On Monday night, I had a Masters thesis meltdown over a new tidbit of information I heard from a friend in the program and yesterday I stormed the anthropology lab on campus, a place I only go now if there’s something wrong, despite the fact that I used to practically live there. I have such a reputation for insanity in the program now that when one of the other, younger grad students opened the door and saw me sitting inside, she burst into hysterical laughter and asked me what was enraging me. Answer: thesis proposal approval stonewalling (or, rather, a complete lack of interest in approving my proposal, which has been complete since May). That is no longer a problem, however, because I am the squeakiest of wheels and got everything I’d been trying to get accomplished all quarter accomplished in fifteen minutes last night simply by being a hugely obnoxious asshole. Sarah: 1. Grad school blackhole: 0. Perhaps this is why people become hugely obnoxious assholes?

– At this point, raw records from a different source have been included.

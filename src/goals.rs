//! Weekly and monthly goal progress

use chrono::{Datelike, Days, Months, NaiveDate};
use rust_decimal::prelude::ToPrimitive;
use rust_decimal::Decimal;
use rust_decimal_macros::dec;
use serde::{Deserialize, Serialize};
use std::collections::BTreeMap;
use std::fmt;

use crate::error::{InsightError, Result};
use crate::models::{round_half_up, ClassType, SessionSummary};

#[derive(Debug, Clone, Copy, PartialEq, Eq, Hash, Serialize, Deserialize)]
#[serde(rename_all = "lowercase")]
pub enum GoalPeriod {
    Weekly,
    Monthly,
}

impl GoalPeriod {
    /// `[start, end)` of the period containing `today`; weeks start Monday
    pub fn bounds(&self, today: NaiveDate) -> Result<(NaiveDate, NaiveDate)> {
        let out_of_range = || InsightError::invalid(format!("date out of range: {}", today));
        match self {
            GoalPeriod::Weekly => {
                let offset = today.weekday().num_days_from_monday() as u64;
                let start = today.checked_sub_days(Days::new(offset)).ok_or_else(out_of_range)?;
                let end = start.checked_add_days(Days::new(7)).ok_or_else(out_of_range)?;
                Ok((start, end))
            }
            GoalPeriod::Monthly => {
                let start = today.with_day(1).ok_or_else(out_of_range)?;
                let end = start
                    .checked_add_months(Months::new(1))
                    .ok_or_else(out_of_range)?;
                Ok((start, end))
            }
        }
    }
}

impl std::str::FromStr for GoalPeriod {
    type Err = String;

    fn from_str(s: &str) -> std::result::Result<Self, Self::Err> {
        match s.to_lowercase().as_str() {
            "weekly" | "week" => Ok(GoalPeriod::Weekly),
            "monthly" | "month" => Ok(GoalPeriod::Monthly),
            _ => Err(format!("Invalid goal period: {}", s)),
        }
    }
}

/// Targets the user set for a period
#[derive(Debug, Clone, PartialEq, Serialize, Deserialize)]
pub struct GoalTargets {
    pub period: GoalPeriod,

    #[serde(default)]
    pub sessions: Option<u32>,

    #[serde(default)]
    pub hours: Option<Decimal>,

    /// Per-class-type session counts
    #[serde(default)]
    pub class_types: BTreeMap<ClassType, u32>,
}

#[derive(Debug, Clone, Copy, PartialEq, Eq, Serialize, Deserialize)]
#[serde(rename_all = "snake_case")]
pub enum GoalMetric {
    Sessions,
    Hours,
    ClassType(ClassType),
}

impl fmt::Display for GoalMetric {
    fn fmt(&self, f: &mut fmt::Formatter<'_>) -> fmt::Result {
        match self {
            GoalMetric::Sessions => write!(f, "Sessions"),
            GoalMetric::Hours => write!(f, "Hours"),
            GoalMetric::ClassType(class_type) => write!(f, "{} sessions", class_type),
        }
    }
}

#[derive(Debug, Clone, PartialEq, Serialize, Deserialize)]
pub struct GoalProgress {
    pub metric: GoalMetric,
    pub target: Decimal,
    pub actual: Decimal,

    /// Unclamped `100 * actual / target`, may exceed 100
    pub raw_pct: Decimal,

    /// Display percentage, clamped to 0–100
    pub pct: u8,
}

impl GoalProgress {
    pub fn is_met(&self) -> bool {
        self.actual >= self.target
    }
}

/// Progress for one metric; `None` when the target is zero
pub fn progress(metric: GoalMetric, actual: Decimal, target: Decimal) -> Option<GoalProgress> {
    if target <= Decimal::ZERO {
        return None;
    }
    let ratio = actual / target * dec!(100);
    let raw_pct = round_half_up(ratio, 1);
    let pct = round_half_up(ratio, 0).clamp(Decimal::ZERO, dec!(100));
    Some(GoalProgress {
        metric,
        target,
        actual,
        raw_pct,
        pct: pct.to_u8().unwrap_or(100),
    })
}

/// Progress for every non-zero target, from sessions already inside the period
pub fn goal_progress(targets: &GoalTargets, sessions: &[SessionSummary]) -> Vec<GoalProgress> {
    let mut results = Vec::new();

    if let Some(target) = targets.sessions {
        let actual = Decimal::from(sessions.len());
        results.extend(progress(GoalMetric::Sessions, actual, Decimal::from(target)));
    }

    if let Some(target) = targets.hours {
        let minutes: u64 = sessions.iter().map(|s| s.duration_minutes as u64).sum();
        let actual = round_half_up(Decimal::from(minutes) / dec!(60), 1);
        results.extend(progress(GoalMetric::Hours, actual, target));
    }

    for (class_type, target) in &targets.class_types {
        let actual = sessions
            .iter()
            .filter(|s| s.class_type == *class_type)
            .count();
        results.extend(progress(
            GoalMetric::ClassType(*class_type),
            Decimal::from(actual),
            Decimal::from(*target),
        ));
    }

    results
}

Before my fits of rage yesterday, I did some “no period for the rest of time” internet research and stumbled upon “post pill amenorrhea,” which I assume is the grown-up way to say “no period for the rest of time.” Apparently, to be officially suffering from post pill amenorrhea, you must have no periods for six months after stopping hormonal birth control. I finished my last birth control foil packet the last week of April and it is now almost December, so I am going to assume I fit quite nicely into the “PPA” diagnosis. (Yes, I just diagnosed myself using information I gleaned from fitbottomedmamas.com. I’m a doctor now. Didn’t you know?) I know I technically had two periods in those seven months, but they were both products of progesterone, which is supposed to jump-start regularity anyway, and we all now how well that worked out.
Less than 1% of women experience PPA (which is an acronym I think I just made up). The lucky few, eh?